#### SOURCE INFORMATION:
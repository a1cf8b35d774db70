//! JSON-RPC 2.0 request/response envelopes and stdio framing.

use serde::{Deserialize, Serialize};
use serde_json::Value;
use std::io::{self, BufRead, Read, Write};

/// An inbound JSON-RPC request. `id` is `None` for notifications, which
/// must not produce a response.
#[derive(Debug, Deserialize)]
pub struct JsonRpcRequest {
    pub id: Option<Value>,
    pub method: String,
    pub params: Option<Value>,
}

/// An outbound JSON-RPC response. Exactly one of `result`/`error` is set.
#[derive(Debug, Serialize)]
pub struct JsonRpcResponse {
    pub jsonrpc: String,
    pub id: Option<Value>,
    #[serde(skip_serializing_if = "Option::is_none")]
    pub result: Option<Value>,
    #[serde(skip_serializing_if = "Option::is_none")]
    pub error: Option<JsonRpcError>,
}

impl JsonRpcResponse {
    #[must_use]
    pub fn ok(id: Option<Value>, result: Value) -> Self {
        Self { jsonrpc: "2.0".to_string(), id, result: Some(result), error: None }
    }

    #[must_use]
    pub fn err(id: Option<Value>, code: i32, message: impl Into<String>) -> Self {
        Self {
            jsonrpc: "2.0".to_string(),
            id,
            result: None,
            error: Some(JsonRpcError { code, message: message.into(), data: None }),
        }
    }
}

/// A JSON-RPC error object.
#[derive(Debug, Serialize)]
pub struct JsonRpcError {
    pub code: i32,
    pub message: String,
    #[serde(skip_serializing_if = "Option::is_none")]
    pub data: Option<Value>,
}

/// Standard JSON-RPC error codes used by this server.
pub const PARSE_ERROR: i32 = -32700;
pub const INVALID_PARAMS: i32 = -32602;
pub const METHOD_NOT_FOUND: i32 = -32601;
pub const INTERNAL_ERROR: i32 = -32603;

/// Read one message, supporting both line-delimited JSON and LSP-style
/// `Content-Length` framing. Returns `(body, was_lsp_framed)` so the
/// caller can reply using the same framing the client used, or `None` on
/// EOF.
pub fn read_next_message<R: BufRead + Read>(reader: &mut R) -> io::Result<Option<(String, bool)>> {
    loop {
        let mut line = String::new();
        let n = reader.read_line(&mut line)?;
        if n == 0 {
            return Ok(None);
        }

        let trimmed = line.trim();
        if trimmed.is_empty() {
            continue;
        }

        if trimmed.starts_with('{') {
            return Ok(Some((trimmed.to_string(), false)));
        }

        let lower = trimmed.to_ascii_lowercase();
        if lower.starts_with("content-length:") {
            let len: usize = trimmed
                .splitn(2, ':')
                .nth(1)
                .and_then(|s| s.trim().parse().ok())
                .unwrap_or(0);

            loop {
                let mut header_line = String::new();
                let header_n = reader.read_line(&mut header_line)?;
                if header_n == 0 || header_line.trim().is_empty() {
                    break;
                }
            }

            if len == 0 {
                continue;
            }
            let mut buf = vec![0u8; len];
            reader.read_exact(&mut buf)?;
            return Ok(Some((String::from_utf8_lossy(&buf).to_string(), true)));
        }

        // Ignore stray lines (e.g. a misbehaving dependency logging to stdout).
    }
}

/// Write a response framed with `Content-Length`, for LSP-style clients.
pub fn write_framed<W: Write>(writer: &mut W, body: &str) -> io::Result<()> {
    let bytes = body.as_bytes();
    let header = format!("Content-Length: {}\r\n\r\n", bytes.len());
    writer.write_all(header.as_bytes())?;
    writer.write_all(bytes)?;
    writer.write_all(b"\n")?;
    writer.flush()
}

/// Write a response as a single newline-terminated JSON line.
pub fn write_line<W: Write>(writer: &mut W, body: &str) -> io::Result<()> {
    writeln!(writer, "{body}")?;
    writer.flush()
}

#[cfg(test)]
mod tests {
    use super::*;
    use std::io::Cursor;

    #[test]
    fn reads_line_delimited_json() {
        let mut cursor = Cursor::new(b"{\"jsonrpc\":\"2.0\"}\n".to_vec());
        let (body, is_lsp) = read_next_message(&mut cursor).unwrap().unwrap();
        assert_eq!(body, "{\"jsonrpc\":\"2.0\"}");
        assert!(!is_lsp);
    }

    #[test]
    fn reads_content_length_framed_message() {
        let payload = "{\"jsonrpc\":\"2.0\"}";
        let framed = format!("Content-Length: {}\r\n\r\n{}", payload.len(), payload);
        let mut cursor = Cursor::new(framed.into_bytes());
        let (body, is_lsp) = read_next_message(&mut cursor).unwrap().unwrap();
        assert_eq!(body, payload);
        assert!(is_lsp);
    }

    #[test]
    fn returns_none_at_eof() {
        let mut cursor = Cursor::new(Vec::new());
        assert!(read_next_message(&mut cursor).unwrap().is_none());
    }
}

==

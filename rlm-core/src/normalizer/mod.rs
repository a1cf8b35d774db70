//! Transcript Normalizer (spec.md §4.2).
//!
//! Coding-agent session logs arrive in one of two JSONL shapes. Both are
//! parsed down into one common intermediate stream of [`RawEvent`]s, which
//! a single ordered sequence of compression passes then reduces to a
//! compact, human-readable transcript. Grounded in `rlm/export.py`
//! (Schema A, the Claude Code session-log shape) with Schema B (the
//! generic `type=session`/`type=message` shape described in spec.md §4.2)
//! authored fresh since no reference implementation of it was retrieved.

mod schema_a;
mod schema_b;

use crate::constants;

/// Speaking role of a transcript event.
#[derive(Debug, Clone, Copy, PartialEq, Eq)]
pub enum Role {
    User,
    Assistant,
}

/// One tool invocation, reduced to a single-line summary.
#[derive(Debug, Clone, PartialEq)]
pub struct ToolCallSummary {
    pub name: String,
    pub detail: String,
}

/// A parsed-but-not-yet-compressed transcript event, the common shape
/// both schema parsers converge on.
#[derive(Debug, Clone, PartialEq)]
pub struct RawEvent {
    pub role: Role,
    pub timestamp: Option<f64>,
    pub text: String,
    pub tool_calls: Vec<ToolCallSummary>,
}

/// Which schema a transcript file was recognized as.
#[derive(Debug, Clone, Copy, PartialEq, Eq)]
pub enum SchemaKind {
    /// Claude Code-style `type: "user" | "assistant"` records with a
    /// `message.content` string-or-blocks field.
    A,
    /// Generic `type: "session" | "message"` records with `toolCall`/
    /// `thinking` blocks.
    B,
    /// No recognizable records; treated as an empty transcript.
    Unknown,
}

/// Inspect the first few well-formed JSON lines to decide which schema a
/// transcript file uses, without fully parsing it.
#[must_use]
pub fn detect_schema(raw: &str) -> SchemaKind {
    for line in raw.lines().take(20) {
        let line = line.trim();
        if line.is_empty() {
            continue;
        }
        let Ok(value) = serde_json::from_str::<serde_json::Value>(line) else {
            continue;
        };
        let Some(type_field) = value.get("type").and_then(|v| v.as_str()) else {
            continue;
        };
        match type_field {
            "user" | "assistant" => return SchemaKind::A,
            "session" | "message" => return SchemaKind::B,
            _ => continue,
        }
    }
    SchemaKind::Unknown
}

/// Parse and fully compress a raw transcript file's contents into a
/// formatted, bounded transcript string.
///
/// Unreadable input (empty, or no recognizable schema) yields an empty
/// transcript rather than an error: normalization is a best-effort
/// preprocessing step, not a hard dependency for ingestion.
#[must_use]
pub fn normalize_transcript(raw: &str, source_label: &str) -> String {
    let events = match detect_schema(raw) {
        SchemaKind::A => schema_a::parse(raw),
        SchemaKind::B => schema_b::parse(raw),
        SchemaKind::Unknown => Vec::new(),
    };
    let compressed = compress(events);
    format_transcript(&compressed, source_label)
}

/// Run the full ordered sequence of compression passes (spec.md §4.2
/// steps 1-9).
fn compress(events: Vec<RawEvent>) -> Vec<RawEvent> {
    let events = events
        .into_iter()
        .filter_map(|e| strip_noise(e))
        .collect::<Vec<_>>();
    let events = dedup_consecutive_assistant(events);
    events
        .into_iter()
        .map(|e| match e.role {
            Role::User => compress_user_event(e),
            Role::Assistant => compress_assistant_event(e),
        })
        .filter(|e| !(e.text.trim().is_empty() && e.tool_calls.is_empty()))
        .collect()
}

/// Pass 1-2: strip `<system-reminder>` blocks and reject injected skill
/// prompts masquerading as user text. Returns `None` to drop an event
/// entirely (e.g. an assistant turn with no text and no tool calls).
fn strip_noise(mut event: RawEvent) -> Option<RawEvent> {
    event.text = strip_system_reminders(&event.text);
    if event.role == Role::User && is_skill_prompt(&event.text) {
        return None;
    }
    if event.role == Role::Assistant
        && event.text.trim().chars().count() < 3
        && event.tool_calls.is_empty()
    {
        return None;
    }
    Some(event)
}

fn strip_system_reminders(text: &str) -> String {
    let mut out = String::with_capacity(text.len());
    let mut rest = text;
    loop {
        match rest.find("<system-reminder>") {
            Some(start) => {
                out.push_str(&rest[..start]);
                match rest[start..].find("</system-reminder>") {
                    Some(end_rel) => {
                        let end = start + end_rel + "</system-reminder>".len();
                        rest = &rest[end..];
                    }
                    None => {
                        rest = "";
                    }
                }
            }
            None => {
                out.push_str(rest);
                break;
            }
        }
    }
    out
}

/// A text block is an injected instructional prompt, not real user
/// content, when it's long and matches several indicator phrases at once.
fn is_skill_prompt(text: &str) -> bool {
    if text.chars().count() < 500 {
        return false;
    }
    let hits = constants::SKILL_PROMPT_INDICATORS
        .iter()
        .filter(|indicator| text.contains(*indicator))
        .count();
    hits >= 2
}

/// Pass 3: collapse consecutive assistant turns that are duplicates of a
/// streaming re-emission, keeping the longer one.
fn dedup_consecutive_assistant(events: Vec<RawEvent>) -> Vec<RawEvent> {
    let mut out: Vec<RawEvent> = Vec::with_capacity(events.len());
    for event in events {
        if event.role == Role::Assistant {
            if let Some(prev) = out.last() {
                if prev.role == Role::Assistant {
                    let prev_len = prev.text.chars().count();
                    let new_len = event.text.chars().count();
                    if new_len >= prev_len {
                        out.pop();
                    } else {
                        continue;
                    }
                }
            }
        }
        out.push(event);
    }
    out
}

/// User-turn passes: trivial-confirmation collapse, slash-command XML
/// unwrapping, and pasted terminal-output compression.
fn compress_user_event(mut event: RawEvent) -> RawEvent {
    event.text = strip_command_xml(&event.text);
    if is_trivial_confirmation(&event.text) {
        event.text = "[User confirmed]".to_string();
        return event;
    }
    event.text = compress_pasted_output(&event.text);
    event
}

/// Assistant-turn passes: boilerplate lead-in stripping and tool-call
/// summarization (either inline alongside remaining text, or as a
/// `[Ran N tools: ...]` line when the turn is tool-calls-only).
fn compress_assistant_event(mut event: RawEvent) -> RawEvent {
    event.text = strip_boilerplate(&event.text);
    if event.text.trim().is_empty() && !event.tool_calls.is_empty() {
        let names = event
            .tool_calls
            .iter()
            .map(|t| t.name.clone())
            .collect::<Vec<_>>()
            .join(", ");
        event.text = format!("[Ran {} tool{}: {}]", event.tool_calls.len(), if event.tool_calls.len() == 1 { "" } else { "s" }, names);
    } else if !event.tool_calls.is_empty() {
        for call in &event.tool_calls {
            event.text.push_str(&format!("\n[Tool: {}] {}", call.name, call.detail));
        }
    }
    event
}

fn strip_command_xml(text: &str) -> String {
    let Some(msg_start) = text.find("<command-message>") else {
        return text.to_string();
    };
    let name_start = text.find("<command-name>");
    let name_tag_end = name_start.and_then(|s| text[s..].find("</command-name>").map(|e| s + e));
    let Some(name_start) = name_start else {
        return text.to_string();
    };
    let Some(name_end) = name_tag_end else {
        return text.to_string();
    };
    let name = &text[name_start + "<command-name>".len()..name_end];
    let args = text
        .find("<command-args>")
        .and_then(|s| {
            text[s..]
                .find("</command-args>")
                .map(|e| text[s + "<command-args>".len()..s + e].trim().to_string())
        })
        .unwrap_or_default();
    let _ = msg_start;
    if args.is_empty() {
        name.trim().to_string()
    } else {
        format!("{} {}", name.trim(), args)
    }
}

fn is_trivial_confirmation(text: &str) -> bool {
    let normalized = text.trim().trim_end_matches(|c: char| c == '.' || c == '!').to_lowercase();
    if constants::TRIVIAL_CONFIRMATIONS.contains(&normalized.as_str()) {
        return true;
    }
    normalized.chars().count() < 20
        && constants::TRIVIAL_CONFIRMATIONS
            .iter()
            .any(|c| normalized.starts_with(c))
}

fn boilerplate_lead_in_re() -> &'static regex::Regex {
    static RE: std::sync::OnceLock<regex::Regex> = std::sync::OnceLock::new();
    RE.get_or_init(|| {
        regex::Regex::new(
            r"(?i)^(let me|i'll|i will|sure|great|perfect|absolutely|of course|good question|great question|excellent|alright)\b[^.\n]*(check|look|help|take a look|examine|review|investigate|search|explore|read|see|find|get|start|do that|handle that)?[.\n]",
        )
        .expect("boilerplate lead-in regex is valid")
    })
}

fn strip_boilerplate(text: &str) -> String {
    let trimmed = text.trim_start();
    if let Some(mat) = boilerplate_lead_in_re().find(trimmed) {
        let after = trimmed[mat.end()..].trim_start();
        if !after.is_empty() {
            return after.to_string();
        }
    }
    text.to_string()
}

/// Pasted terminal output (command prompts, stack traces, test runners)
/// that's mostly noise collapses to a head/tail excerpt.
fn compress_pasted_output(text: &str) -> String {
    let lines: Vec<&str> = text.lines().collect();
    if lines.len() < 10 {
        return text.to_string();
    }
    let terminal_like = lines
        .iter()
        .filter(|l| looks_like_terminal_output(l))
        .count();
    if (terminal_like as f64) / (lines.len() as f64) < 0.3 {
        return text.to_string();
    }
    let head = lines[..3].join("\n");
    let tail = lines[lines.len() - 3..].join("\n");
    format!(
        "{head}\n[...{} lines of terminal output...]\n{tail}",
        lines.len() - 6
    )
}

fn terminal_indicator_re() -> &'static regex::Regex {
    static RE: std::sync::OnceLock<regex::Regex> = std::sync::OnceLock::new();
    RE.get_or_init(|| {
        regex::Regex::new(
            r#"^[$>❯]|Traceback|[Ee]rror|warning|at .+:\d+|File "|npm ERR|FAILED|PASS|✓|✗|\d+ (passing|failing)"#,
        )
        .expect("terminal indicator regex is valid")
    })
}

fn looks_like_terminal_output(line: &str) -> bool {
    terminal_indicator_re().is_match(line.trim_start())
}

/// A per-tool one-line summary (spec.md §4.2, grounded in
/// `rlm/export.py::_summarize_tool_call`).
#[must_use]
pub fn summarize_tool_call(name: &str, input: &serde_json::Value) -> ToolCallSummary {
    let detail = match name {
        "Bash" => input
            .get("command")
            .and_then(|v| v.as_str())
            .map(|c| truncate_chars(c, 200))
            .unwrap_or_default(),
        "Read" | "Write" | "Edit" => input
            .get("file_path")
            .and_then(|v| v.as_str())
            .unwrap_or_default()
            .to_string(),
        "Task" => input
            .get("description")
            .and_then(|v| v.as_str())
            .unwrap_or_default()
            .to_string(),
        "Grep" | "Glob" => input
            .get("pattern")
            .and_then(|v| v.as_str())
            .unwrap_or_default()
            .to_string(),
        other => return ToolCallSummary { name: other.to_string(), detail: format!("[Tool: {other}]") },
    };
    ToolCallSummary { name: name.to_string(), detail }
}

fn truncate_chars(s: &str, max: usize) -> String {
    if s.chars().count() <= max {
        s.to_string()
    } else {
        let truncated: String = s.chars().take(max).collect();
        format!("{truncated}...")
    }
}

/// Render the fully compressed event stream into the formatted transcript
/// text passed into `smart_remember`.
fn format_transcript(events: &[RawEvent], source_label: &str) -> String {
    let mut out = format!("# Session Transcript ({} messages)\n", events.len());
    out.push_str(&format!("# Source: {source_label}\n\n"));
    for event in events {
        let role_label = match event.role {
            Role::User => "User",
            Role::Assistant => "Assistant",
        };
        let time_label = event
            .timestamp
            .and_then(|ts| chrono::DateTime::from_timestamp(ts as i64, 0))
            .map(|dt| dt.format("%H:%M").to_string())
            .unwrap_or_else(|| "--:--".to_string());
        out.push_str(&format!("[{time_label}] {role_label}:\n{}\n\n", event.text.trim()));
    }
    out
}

#### TASK DESCRIPTION:
Restate word for word the lines in the material above from the one with "fn is_skill_prompt(text: &str)" to the one with "if prev.role == Role::Assistant"; both of those lines count, and nothing else does.

#### ANSWER FOR THIS EXERCISE:
fn is_skill_prompt(text: &str) -> bool {
    if text.chars().count() < 500 {
        return false;
    }
    let hits = constants::SKILL_PROMPT_INDICATORS
        .iter()
        .filter(|indicator| text.contains(*indicator))
        .count();
    hits >= 2
}

/// Pass 3: collapse consecutive assistant turns that are duplicates of a
/// streaming re-emission, keeping the longer one.
fn dedup_consecutive_assistant(events: Vec<RawEvent>) -> Vec<RawEvent> {
    let mut out: Vec<RawEvent> = Vec::with_capacity(events.len());
    for event in events {
        if event.role == Role::Assistant {
            if let Some(prev) = out.last() {
                if prev.role == Role::Assistant {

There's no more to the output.